*TASK OBJECTIVE*.
After reading the entries below, copy word for word the lines from the first through the line containing "fn raw_tag_name(raw: u8)", and stop there.

*SOURCE MATERIAL*.
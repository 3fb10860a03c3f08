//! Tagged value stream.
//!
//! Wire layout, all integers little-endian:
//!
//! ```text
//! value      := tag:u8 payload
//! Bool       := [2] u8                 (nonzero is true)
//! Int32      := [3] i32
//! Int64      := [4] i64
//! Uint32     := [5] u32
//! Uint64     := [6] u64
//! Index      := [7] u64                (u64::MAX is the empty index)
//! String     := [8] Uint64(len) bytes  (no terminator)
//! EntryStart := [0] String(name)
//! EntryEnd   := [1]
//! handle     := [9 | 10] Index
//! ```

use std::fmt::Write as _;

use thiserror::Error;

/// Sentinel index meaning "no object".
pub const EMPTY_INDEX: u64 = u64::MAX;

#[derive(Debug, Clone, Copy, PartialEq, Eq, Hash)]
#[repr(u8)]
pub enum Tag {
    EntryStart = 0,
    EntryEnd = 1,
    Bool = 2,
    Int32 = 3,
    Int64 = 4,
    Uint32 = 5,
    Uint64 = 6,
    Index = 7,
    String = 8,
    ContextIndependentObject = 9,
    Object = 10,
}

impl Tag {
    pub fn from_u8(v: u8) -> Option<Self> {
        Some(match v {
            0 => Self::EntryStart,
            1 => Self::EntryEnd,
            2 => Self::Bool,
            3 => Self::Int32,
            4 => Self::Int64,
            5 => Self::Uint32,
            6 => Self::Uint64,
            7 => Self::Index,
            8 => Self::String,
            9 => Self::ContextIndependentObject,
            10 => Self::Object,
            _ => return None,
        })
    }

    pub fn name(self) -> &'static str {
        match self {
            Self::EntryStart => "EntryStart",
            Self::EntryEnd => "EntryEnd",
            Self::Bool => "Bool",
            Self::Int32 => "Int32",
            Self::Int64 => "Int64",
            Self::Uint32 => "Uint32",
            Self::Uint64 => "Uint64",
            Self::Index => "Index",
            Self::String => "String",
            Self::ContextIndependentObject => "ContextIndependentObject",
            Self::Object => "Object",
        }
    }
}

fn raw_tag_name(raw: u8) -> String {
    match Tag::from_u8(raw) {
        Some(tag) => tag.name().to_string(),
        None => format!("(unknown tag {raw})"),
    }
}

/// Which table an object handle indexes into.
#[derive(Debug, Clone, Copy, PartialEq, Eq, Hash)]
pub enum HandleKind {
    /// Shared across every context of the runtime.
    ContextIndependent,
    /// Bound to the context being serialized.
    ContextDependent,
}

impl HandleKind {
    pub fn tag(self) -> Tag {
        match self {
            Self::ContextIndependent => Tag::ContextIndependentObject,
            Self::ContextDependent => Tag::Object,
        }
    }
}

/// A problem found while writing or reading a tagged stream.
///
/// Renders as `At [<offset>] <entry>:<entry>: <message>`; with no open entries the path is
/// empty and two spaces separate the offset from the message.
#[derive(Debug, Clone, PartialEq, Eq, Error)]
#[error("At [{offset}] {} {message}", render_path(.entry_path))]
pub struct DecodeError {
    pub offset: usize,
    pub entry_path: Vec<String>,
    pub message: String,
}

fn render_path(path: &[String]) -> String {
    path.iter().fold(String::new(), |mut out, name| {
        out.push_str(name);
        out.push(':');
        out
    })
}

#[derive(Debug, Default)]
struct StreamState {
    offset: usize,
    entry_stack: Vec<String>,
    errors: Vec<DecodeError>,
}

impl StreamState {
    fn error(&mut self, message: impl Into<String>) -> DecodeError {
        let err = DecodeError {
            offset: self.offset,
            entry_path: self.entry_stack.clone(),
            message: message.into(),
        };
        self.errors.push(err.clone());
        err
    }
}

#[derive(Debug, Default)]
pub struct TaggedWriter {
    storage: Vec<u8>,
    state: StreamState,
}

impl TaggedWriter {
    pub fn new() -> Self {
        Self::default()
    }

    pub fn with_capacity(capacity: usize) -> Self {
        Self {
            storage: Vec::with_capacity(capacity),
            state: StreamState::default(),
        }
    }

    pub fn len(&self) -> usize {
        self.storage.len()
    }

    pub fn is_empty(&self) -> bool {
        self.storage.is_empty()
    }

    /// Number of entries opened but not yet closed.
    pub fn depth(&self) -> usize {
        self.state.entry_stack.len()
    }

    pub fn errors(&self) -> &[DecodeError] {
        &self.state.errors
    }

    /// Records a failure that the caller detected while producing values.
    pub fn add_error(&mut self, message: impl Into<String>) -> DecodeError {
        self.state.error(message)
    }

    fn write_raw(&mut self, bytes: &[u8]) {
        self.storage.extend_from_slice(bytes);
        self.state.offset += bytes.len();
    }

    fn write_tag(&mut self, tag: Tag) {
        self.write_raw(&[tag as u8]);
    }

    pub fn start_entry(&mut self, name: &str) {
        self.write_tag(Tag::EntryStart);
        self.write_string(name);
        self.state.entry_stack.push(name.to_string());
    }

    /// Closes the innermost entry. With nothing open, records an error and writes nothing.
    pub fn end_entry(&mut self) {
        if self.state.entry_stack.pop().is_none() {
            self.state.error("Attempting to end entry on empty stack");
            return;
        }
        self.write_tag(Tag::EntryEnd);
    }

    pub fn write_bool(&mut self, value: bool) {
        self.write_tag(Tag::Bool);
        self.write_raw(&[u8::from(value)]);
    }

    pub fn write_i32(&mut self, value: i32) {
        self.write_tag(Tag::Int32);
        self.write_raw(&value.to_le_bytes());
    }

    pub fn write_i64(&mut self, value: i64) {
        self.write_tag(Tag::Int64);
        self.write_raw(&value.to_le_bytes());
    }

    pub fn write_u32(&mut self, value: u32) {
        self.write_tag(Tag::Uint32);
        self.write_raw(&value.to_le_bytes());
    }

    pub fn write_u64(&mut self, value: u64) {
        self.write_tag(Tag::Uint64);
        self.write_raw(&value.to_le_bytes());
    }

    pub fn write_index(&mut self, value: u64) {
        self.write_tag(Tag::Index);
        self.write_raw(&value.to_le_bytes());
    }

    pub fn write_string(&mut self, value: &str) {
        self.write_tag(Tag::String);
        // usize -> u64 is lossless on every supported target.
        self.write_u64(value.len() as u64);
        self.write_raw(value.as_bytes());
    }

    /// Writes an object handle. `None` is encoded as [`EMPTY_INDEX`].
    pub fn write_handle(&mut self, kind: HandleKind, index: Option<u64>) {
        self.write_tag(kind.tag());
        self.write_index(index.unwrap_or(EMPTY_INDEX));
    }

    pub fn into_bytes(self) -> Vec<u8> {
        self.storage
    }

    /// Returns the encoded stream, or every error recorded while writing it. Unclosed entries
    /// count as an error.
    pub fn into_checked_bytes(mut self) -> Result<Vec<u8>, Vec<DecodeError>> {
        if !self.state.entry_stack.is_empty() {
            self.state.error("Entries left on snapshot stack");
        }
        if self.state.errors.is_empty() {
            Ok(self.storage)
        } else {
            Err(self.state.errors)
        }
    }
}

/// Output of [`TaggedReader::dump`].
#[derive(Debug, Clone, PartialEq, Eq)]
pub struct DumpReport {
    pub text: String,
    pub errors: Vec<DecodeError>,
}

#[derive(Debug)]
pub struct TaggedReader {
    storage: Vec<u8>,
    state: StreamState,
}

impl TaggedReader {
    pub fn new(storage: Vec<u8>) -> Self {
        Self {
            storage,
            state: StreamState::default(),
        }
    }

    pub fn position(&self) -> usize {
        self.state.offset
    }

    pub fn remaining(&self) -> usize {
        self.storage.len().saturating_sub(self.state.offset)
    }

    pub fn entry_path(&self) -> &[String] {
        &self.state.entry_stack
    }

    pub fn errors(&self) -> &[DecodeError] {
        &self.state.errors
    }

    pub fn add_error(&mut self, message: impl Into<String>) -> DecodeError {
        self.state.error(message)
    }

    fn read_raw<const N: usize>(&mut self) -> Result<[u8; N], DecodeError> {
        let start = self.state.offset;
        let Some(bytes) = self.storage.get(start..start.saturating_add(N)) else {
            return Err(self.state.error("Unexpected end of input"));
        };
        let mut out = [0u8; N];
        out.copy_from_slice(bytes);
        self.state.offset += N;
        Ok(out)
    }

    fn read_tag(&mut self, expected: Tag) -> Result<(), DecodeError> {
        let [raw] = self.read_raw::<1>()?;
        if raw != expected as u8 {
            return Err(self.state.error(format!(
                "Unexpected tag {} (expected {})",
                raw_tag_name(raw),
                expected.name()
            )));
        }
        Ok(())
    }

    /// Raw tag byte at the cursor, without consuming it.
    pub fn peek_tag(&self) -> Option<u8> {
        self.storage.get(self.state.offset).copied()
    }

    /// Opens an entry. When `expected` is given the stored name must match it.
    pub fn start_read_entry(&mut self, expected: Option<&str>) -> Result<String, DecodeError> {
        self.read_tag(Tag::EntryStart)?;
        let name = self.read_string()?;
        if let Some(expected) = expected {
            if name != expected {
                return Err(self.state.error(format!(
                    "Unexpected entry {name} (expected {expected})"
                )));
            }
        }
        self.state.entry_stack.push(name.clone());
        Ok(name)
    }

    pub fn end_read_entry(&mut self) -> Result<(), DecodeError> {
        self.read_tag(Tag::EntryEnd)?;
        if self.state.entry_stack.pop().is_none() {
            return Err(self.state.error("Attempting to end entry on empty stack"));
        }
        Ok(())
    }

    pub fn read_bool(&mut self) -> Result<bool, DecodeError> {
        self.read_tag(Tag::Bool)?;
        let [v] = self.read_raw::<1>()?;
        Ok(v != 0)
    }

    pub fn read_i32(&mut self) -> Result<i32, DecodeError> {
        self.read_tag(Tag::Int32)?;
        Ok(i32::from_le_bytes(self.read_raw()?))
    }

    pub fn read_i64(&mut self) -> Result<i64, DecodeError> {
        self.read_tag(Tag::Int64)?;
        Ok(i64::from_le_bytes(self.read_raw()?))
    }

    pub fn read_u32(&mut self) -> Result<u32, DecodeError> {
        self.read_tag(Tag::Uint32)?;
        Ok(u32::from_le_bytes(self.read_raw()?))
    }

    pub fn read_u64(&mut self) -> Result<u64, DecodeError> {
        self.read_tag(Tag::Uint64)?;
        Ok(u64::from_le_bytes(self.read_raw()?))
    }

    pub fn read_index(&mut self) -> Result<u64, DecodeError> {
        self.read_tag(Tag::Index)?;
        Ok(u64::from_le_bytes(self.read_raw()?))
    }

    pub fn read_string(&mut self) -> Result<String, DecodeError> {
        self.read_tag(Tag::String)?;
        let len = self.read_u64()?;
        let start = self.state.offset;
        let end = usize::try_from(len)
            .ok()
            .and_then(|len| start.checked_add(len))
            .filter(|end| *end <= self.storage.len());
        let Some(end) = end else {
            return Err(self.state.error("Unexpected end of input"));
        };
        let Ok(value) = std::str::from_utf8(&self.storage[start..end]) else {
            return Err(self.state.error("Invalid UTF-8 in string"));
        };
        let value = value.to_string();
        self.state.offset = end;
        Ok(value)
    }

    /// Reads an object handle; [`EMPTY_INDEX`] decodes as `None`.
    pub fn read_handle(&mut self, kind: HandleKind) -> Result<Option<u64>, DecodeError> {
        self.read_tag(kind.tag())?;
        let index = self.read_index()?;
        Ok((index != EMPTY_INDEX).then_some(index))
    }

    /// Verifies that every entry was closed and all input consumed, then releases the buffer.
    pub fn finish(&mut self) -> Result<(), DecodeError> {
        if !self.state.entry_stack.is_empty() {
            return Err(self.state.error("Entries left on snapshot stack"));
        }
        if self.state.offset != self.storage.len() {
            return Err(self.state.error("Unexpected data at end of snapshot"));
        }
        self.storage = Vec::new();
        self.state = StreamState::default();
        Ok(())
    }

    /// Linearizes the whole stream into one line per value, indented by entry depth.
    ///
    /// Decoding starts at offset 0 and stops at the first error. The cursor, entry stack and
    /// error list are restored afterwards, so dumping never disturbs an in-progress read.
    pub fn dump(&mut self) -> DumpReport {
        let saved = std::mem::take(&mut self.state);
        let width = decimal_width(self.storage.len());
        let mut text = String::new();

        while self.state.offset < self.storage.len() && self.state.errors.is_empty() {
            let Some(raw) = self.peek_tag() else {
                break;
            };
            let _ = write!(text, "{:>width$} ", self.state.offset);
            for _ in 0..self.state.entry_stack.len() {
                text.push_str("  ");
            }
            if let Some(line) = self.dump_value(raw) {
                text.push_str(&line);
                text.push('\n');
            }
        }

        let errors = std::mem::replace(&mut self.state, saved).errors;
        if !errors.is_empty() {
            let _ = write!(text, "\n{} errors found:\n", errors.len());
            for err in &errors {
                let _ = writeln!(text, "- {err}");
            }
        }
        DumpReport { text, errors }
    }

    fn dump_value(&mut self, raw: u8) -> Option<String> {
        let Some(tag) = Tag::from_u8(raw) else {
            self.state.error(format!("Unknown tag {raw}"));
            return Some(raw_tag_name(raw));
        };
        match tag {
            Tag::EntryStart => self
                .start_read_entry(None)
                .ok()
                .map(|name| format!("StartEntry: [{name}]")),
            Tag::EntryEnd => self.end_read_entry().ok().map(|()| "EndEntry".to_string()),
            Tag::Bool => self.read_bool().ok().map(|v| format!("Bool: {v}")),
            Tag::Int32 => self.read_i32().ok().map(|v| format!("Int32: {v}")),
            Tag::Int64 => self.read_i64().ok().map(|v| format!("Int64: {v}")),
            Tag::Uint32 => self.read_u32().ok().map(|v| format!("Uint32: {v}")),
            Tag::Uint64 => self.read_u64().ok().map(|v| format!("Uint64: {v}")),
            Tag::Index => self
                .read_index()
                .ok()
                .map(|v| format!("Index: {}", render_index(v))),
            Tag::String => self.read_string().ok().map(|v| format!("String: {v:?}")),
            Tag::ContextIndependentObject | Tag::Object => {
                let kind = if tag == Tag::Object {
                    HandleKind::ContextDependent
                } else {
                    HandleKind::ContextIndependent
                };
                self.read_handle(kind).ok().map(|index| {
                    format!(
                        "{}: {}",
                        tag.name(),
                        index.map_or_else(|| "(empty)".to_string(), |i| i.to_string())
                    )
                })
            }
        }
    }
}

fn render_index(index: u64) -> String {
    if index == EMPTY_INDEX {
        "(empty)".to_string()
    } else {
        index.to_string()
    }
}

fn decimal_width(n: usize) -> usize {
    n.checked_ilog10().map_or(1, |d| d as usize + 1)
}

*ANSWER TO THIS PROBLEM*.
repository 3fb10860a03c3f08
//! Tagged value stream.
//!
//! Wire layout, all integers little-endian:
//!
//! ```text
//! value      := tag:u8 payload
//! Bool       := [2] u8                 (nonzero is true)
//! Int32      := [3] i32
//! Int64      := [4] i64
//! Uint32     := [5] u32
//! Uint64     := [6] u64
//! Index      := [7] u64                (u64::MAX is the empty index)
//! String     := [8] Uint64(len) bytes  (no terminator)
//! EntryStart := [0] String(name)
//! EntryEnd   := [1]
//! handle     := [9 | 10] Index
//! ```

use std::fmt::Write as _;

use thiserror::Error;

/// Sentinel index meaning "no object".
pub const EMPTY_INDEX: u64 = u64::MAX;

#[derive(Debug, Clone, Copy, PartialEq, Eq, Hash)]
#[repr(u8)]
pub enum Tag {
    EntryStart = 0,
    EntryEnd = 1,
    Bool = 2,
    Int32 = 3,
    Int64 = 4,
    Uint32 = 5,
    Uint64 = 6,
    Index = 7,
    String = 8,
    ContextIndependentObject = 9,
    Object = 10,
}

impl Tag {
    pub fn from_u8(v: u8) -> Option<Self> {
        Some(match v {
            0 => Self::EntryStart,
            1 => Self::EntryEnd,
            2 => Self::Bool,
            3 => Self::Int32,
            4 => Self::Int64,
            5 => Self::Uint32,
            6 => Self::Uint64,
            7 => Self::Index,
            8 => Self::String,
            9 => Self::ContextIndependentObject,
            10 => Self::Object,
            _ => return None,
        })
    }

    pub fn name(self) -> &'static str {
        match self {
            Self::EntryStart => "EntryStart",
            Self::EntryEnd => "EntryEnd",
            Self::Bool => "Bool",
            Self::Int32 => "Int32",
            Self::Int64 => "Int64",
            Self::Uint32 => "Uint32",
            Self::Uint64 => "Uint64",
            Self::Index => "Index",
            Self::String => "String",
            Self::ContextIndependentObject => "ContextIndependentObject",
            Self::Object => "Object",
        }
    }
}

fn raw_tag_name(raw: u8) -> String {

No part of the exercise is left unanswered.